The Bankrate promise
At Bankrate we strive to help you make smarter financial decisions. While we adhere to strict , this post may contain references to products from our partners. Here's an explanation for .
A checking account is a cornerstone of your personal finances. It’s commonly used to receive direct deposit of paychecks, pay bills, make debit card transactions and withdraw cash. While a savings account may be where you store money for emergencies or financial goals, money moves in and out of your checking account frequently.
Understanding how a checking account works can help you maintain a proper balance and avoid various bank fees. Here we’ll explain common checking account terms and concepts.
A bounced check — also called a rubber check — happens when you’ve written a check and don’t have enough funds in your account to cover it. If you’ve written someone such a check and they deposit it at their bank, their bank sends it back to you — the account holder — and your bank may charge you a fee for having non-sufficient funds (NSF).
Many banks offer overdraft protection to help customers avoid non-sufficient funds and overdraft fees. When you use overdraft protection to link a savings account to your checking account, the bank will automatically transfer funds from the savings account to prevent the checking account from being overdrawn. This saves you the fees and hassle associated with a bounced check.
When someone deposits or cashes a check you’ve written, the cleared check has been processed by the bank and is now considered canceled. The money becomes deducted from your checking account balance. A canceled check cannot be reused.
A check can also be canceled before being cashed or deposited. If you contact your bank to request a check be canceled (also known as putting a stop payment on a check), no one can cash the check, and the funds won’t be withdrawn from your account. The bank can only cancel a check that hasn’t yet been cashed. Your bank may charge a $25 to $35 fee for a request to cancel a check.
A certified check is a personal check that the account holder’s bank has verified contains sufficient funds and bears a legitimate signature. A mark or stamp indicates the check is certified. A certified check can come in handy when buying something from a seller who wants proof the check won’t bounce.
Not all banks provide check certification services — cashier’s checks and money orders are more common. Those that do often charge a fee of around $15 to $20.
A check you’ve written clears when the funds successfully move from your account to the bank account of the person depositing the check. A check may clear the same day the recipient deposits or cashes it, or it can take up to several days.
If you don’t have enough money in your account to cover a check you’ve written, the check bounces.
In banking, “float” refers to money that temporarily shows up in the bank accounts of both the check writer and the check recipient.
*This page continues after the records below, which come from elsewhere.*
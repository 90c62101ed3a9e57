//! Module emission.

use crate::compiler::quote;
use crate::config::LoaderConfig;
use crate::constants::TEMPLATE_DIR_SEGMENT;
use crate::utils::normalize_path_for_storage;
use regex::Regex;
use std::path::Path;

/// Module body produced for blank templates.
pub const BLANK_MODULE: &str = "module.exports = function(){return \"\";};";

/// Wraps compiled template code into a loadable module.
#[derive(Debug, Clone)]
pub struct Emitter {
    runtime: String,
    root_strip: Option<Regex>,
}

impl Emitter {
    #[must_use]
    pub fn new(config: &LoaderConfig) -> Self {
        let root_strip = config.root.as_deref().and_then(|root| {
            let root = normalize_path_for_storage(root);
            let root = root.trim_end_matches('/');
            let alternatives: Vec<String> = config
                .module_directories
                .iter()
                .map(|dir| format!("({})", regex::escape(&format!("{root}/{dir}"))))
                .collect();
            if alternatives.is_empty() {
                return None;
            }
            // Alternatives are escaped literals
            Regex::new(&alternatives.join("|")).ok()
        });

        Self {
            runtime: config.runtime_request().to_string(),
            root_strip,
        }
    }

    /// Diagnostic identifier for a template: configured root/module-directory
    /// prefixes removed, `/tpl/` collapsed to `/`, no leading slash.
    #[must_use]
    pub fn template_identifier(&self, resource_path: &Path) -> String {
        let path = normalize_path_for_storage(resource_path);
        let stripped = match &self.root_strip {
            Some(rx) => rx.replace_all(&path, "").into_owned(),
            None => path,
        };
        let collapsed = stripped.replace(TEMPLATE_DIR_SEGMENT, "/");
        collapsed.strip_prefix('/').map(str::to_string).unwrap_or(collapsed)
    }

    /// Module source for `template` (the compiled spec, empty for blank input).
    #[must_use]
    pub fn emit(&self, template: &str, resource_path: &Path) -> String {
        if template.is_empty() {
            return BLANK_MODULE.to_string();
        }

        format!(
            "var Handlebars = require({runtime});\n\
             function __default(obj) {{ return obj && (obj.__esModule ? obj[\"default\"] : obj); }}\n\
             module.exports = (function($__hbsFileName){{ return (Handlebars[\"default\"] || Handlebars).template({template}); }})({identifier})",
            runtime = quote(&self.runtime),
            identifier = quote(&self.template_identifier(resource_path)),
        )
    }
}

#[cfg(test)]
mod tests {
    use super::*;
    use crate::config::LoaderOptions;

    fn emitter(root: Option<&str>) -> Emitter {
        let config = LoaderConfig::from_options(&LoaderOptions {
            root: root.map(str::to_string),
            ..Default::default()
        })
        .unwrap();
        Emitter::new(&config)
    }

    #[test]
    fn test_blank_template() {
        assert_eq!(emitter(None).emit("", Path::new("/src/a.hbs")), BLANK_MODULE);
    }

    #[test]
    fn test_module_shape() {
        let module = emitter(Some("/app")).emit("{\"main\":1}", Path::new("/app/src/tpl/page.hbs"));
        assert_eq!(
            module,
            "var Handlebars = require(\"handlebars/runtime\");\n\
             function __default(obj) { return obj && (obj.__esModule ? obj[\"default\"] : obj); }\n\
             module.exports = (function($__hbsFileName){ return (Handlebars[\"default\"] || Handlebars).template({\"main\":1}); })(\"app/src/page.hbs\")"
        );
    }

    #[test]
    fn test_identifier_strips_module_directories() {
        let emitter = emitter(Some("/app"));
        assert_eq!(
            emitter.template_identifier(Path::new("/app/node_modules/widgets/tpl/card.hbs")),
            "widgets/card.hbs"
        );
        assert_eq!(emitter.template_identifier(Path::new("/other/x.hbs")), "other/x.hbs");
    }

    #[test]
    fn test_identifier_without_root() {
        assert_eq!(emitter(None).template_identifier(Path::new("/src/tpl/x.hbs")), "src/x.hbs");
    }
}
This means the money is briefly double-counted until the payer’s bank clears the check.
Check floating involves taking advantage of this float period by writing a check for which you don’t currently have sufficient funds, believing there will be funds in the account by the time the recipient’s bank processes the check.
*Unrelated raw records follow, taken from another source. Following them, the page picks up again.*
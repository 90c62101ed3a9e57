//! Integration test suite for hbs-loader
//!
//! End-to-end tests that drive the public loader API and the `hbs-loader`
//! binary against template projects laid out in temporary directories.
//!
//! # Running Integration Tests
//!
//! ```bash
//! cargo test --test integration
//! ```
//!
//! # Test Organization
//!
//! - **resolution**: fixed-point compilation, search order, helper handling
//! - **cache_behavior**: on-disk module cache and shared build state
//! - **cli**: the `compile` and `cache` commands

mod cache_behavior;
mod cli;
mod resolution;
For example, let’s say that a person’s paycheck is directly deposited on Friday. But they give someone a check on Thursday that they lack adequate funds to cover. By doing so, they’re gambling on the bank not clearing the check until after their paycheck has appeared in their account.
Check kiting is another form of taking advantage of the float. It is the illegal act of knowingly writing a check from an account with insufficient funds and depositing the check into another bank account. The person then withdraws the money from the second bank account before the check has cleared.
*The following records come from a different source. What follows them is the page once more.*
impl Generator<'_> {
    fn compile_body(&mut self, program: &Program) -> Result<String, SyntaxError> {
        let mut lines = Vec::with_capacity(program.body.len());

        for statement in &program.body {
            match statement {
                Statement::Content(text) => {
                    if text.is_empty() {
                        continue;
                    }
                    let chunk = self.hooks.rewrite_literal_chunk(text).unwrap_or_else(|| quote(text));
                    lines.push(format!("buffer += {chunk};"));
                }
                Statement::Mustache {
                    call,
                    escaped,
                } => {
                    let value = self.call_value(call, Site::Mustache)?;
                    if *escaped {
                        lines.push(format!("buffer += container.escapeExpression({value});"));
                    } else {
                        lines.push(format!("buffer += ((stack1 = {value}) != null ? stack1 : \"\");"));
                    }
                }
                Statement::Block(block) => {
                    let value = self.block_value(block)?;
                    lines.push(format!("buffer += ((stack1 = {value}) != null ? stack1 : \"\");"));
                }
                Statement::Partial(partial) => {
                    let value = self.partial_value(partial)?;
                    lines.push(format!("buffer += ((stack1 = {value}) != null ? stack1 : \"\");"));
                }
            }
        }

        Ok(format!("{SIGNATURE} {{\n{PROLOGUE}\n  {}\n  return buffer;\n}}", lines.join("\n  ")))
    }

    /// Compile a block body as a numbered program and return its number.
    fn compile_child(&mut self, program: &Program) -> Result<usize, SyntaxError> {
        let index = self.programs.len();
        self.programs.push(String::new());
        if !program.block_params.is_empty() {
            self.use_block_params = true;
        }
        self.block_params.push(program.block_params.clone());
        let body = self.compile_body(program);
        self.block_params.pop();
        self.programs[index] = body?;
        Ok(index + 1)
    }

    fn block_value(&mut self, block: &Block) -> Result<String, SyntaxError> {
        let program = block.program.as_ref().map(|p| self.compile_child(p)).transpose()?;
        let inverse = block.inverse.as_ref().map(|p| self.compile_child(p)).transpose()?;
        let declared = block.program.as_ref().map_or(0, |p| p.block_params.len());
        self.call_value(
            &block.call,
            Site::Block {
                program,
                inverse,
                declared,
            },
        )
    }

    fn partial_value(&mut self, partial: &Partial) -> Result<String, SyntaxError> {
        self.use_partial = true;

        let (target, name) = match &partial.name {
            Expr::SubExpr(call) => ("undefined".to_string(), self.call_value(call, Site::SubExpr)?),
            other => {
                let name = other.original();
                (self.lookup("partials", &name, LookupKind::Partial), quote(&name))
            }
        };
        let context = match &partial.context {
            Some(expr) => self.expr_value(expr)?,
            None => "depth0".to_string(),
        };
        let hash = self.hash_object(&partial.hash)?;

        let mut fields = vec![
            format!("\"name\":{name}"),
            format!("\"hash\":{hash}"),
            "\"data\":data".to_string(),
            "\"helpers\":helpers".to_string(),
            "\"partials\":partials".to_string(),
            "\"decorators\":container.decorators".to_string(),
        ];
        if let Some(fallback) = &partial.fallback {
            let index = self.compile_child(fallback)?;
            fields.push(format!("\"fn\":container.program({index}, data, 0, blockParams, depths)"));
        }

        Ok(format!("container.invokePartial({target}, {context}, {{{}}})", fields.join(",")))
    }

    fn classify(&self, call: &Call, site: Site) -> Result<Shape, SyntaxError> {
        let Expr::Path(path) = &call.path else {
            return Ok(Shape::Simple);
        };
        if !path.is_helper_name() || self.block_param_slot(&path.parts[0]).is_some() {
            return Ok(Shape::Simple);
        }

        let name = &path.parts[0];
        if self.options.known_helpers.contains(name) {
            return Ok(Shape::Helper(name.clone()));
        }
        if call.has_arguments() || matches!(site, Site::SubExpr) {
            if self.options.known_helpers_only {
                return Err(SyntaxError::new(
                    format!("You specified knownHelpersOnly, but used the unknown helper {name}"),
                    call.line,
                    call.column,
                ));
            }
            return Ok(Shape::Helper(name.clone()));
        }
        if self.options.known_helpers_only {
            Ok(Shape::Simple)
        } else {
            Ok(Shape::Ambiguous(name.clone(), path.clone()))
        }
    }

    fn call_value(&mut self, call: &Call, site: Site) -> Result<String, SyntaxError> {
        match self.classify(call, site)? {
            Shape::Helper(name) => {
                let helper = self.lookup("helpers", &name, LookupKind::Helper);
                let params = self.params(&call.params)?;
                let options = self.options_object(&name, call, site)?;
                Ok(format!("invokeHelper({helper}, alias1, [{params}], {options})"))
            }
            Shape::Ambiguous(name, path) => {
                let value = self.path_value(&path);
                let helper = self.lookup("helpers", &name, LookupKind::Helper);
                let options = self.options_object(&name, call, site)?;
                let invoker = match site {
                    Site::Block {
                        ..
                    } => "invokeBlock",
                    _ => "invokeAmbiguous",
                };
                Ok(format!("{invoker}({helper}, {value}, alias1, {options})"))
            }
            Shape::Simple => {
                let name = call.path.original();
                let value = self.expr_value(&call.path)?;
                if call.has_arguments() {
                    let params = self.params(&call.params)?;
                    let options = self.options_object(&name, call, site)?;
                    return Ok(format!("invokeHelper({value}, alias1, [{params}], {options})"));
                }
                match site {
                    Site::Block {
                        ..
                    } => {
                        let options = self.options_object(&name, call, site)?;
                        Ok(format!("container.hooks.blockHelperMissing.call(alias1, {value}, {options})"))
                    }
                    _ if matches!(call.path, Expr::Path(_)) => {
                        Ok(format!("container.lambda({value}, depth0)"))
                    }
                    _ => Ok(value),
                }
            }
        }
    }

    fn options_object(&mut self, name: &str, call: &Call, site: Site) -> Result<String, SyntaxError> {
        let hash = self.hash_object(&call.hash)?;
        let mut fields = vec![format!("\"name\":{}", quote(name)), format!("\"hash\":{hash}")];
        if let Site::Block {
            program,
            inverse,
            declared,
        } = site
        {
            fields.push(match program {
                Some(index) => {
                    format!("\"fn\":container.program({index}, data, {declared}, blockParams, depths)")
                }
                None => "\"fn\":container.noop".to_string(),
            });
            fields.push(match inverse {
                Some(index) => {
                    format!("\"inverse\":container.program({index}, data, 0, blockParams, depths)")
                }
                None => "\"inverse\":container.noop".to_string(),
            });
        }
        fields.push("\"data\":data".to_string());
        fields.push(format!(
            "\"loc\":{{\"start\":{{\"line\":{},\"column\":{}}}}}",
            call.line,
            call.column.saturating_sub(1)
        ));
        Ok(format!("{{{}}}", fields.join(",")))
    }

    fn params(&mut self, params: &[Expr]) -> Result<String, SyntaxError> {
        let values =
            params.iter().map(|param| self.expr_value(param)).collect::<Result<Vec<_>, _>>()?;
        Ok(values.join(","))
    }

    fn hash_object(&mut self, hash: &[(String, Expr)]) -> Result<String, SyntaxError> {
        let mut fields = Vec::with_capacity(hash.len());
        for (key, value) in hash {
            let value = self.expr_value(value)?;
            fields.push(format!("{}:{}", quote(key), value));
        }
        Ok(format!("{{{}}}", fields.join(",")))
    }

    fn expr_value(&mut self, expr: &Expr) -> Result<String, SyntaxError> {
        Ok(match expr {
            Expr::Path(path) => self.path_value(path),
            Expr::Str(value) => self.hooks.rewrite_string_literal(value).unwrap_or_else(|| quote(value)),
            Expr::Num(number) => number.clone(),
            Expr::Bool(value) => value.to_string(),
            Expr::Null => "null".to_string(),
            Expr::Undefined => "undefined".to_string(),
            Expr::SubExpr(call) => self.call_value(call, Site::SubExpr)?,
        })
    }

    fn path_value(&mut self, path: &PathExpr) -> String {
        if path.data {
            return self.chain("data".to_string(), &path.parts, LookupKind::Data);
        }
        if path.depth == 0 && !path.scoped {
            if let Some((depth, index)) = path.parts.first().and_then(|p| self.block_param_slot(p)) {
                return self.chain(
                    format!("blockParams[{depth}][{index}]"),
                    &path.parts[1..],
                    LookupKind::Context,
                );
            }
        }
        let base = if path.depth == 0 {
            "depth0".to_string()
        } else {
            self.use_depths = true;
            format!("depths[{}]", path.depth)
        };
        self.chain(base, &path.parts, LookupKind::Context)
    }

    /// Null-guarded member chain. The first segment is reported with
    /// `first_kind`, the rest as context lookups.
    fn chain(&mut self, base: String, parts: &[String], first_kind: LookupKind) -> String {
        let mut expr = base.clone();
        for (i, part) in parts.iter().enumerate() {
            if i == 0 {
                let lookup = self.lookup(&base, part, first_kind);
                expr = format!("({base} != null ? {lookup} : {base})");
            } else {
                let lookup = self.lookup("stack1", part, LookupKind::Context);
                expr = format!("((stack1 = {expr}) != null ? {lookup} : stack1)");
            }
        }
        expr
    }

    fn lookup(&mut self, parent: &str, name: &str, kind: LookupKind) -> String {
        match self.hooks.classify_symbol(parent, name, kind) {
            LookupAction::Replace(code) => code,
            LookupAction::Default => format!("lookupProperty({parent},{})", quote(name)),
        }
    }

    /// Position of a block parameter, counted from the innermost program.
    fn block_param_slot(&self, name: &str) -> Option<(usize, usize)> {
        self.block_params
            .iter()
            .rev()
            .enumerate()
            .find_map(|(depth, names)| names.iter().position(|n| n == name).map(|i| (depth, i)))
    }
}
Check kiting is a type of bank fraud punishable under federal and state laws.
A check hold is the amount of time a bank can withhold funds deposited by check before crediting the customer’s account. Typically, the customer cannot access some or all of the funds until the hold ends and the check clears.
The Federal Reserve allows banks to hold checks for a “reasonable period of time,” which generally means:
- Up to two business days for a same-bank check
- Up to six business days for a check drawn on a different bank
For deposits greater than $5,000, a bank must make the initial $5,000 available under its general check deposit policies, but it can place a hold on the amount above $5,000.
A bank can also place a check hold on the entire amount under certain circumstances, such as:
- The account owner has overdrawn multiple times in the past six months
- The bank has reason to doubt the check’s validity
- The customer is re-depositing the check
- The account receiving the check has been open for less than 30 days
- There is an emergency beyond the bank’s control, such as a natural disaster
An outstanding check is one you’ve written that hasn’t been cashed or deposited yet. Until the check has cleared, your bank will still include the funds in your balance. As such, it’s important to track your true available balance to avoid spending the money earmarked for the check and possibly overdrawing your account.
A substitute check is a digital reproduction of a paper check. The Check Clearing for the 21st Century Act, which went into effect in 2004, made it legal for banks to use substitute checks when collecting funds from other banks. Substitute checks enable banks to process checks more quickly and cheaply than when handling and transporting paper checks.
Knowing the various terms and concepts associated with checking accounts can help you manage your money smoothly and keep your balance in the black.
For instance, knowledge of bounced checks — and how to avoid them — can help save you the charges associated with overdrafts and non-sufficient funds. Understanding your bank’s procedures regarding check holds and checks clearing can also ensure you know when deposited funds are available and plan your expenses accordingly.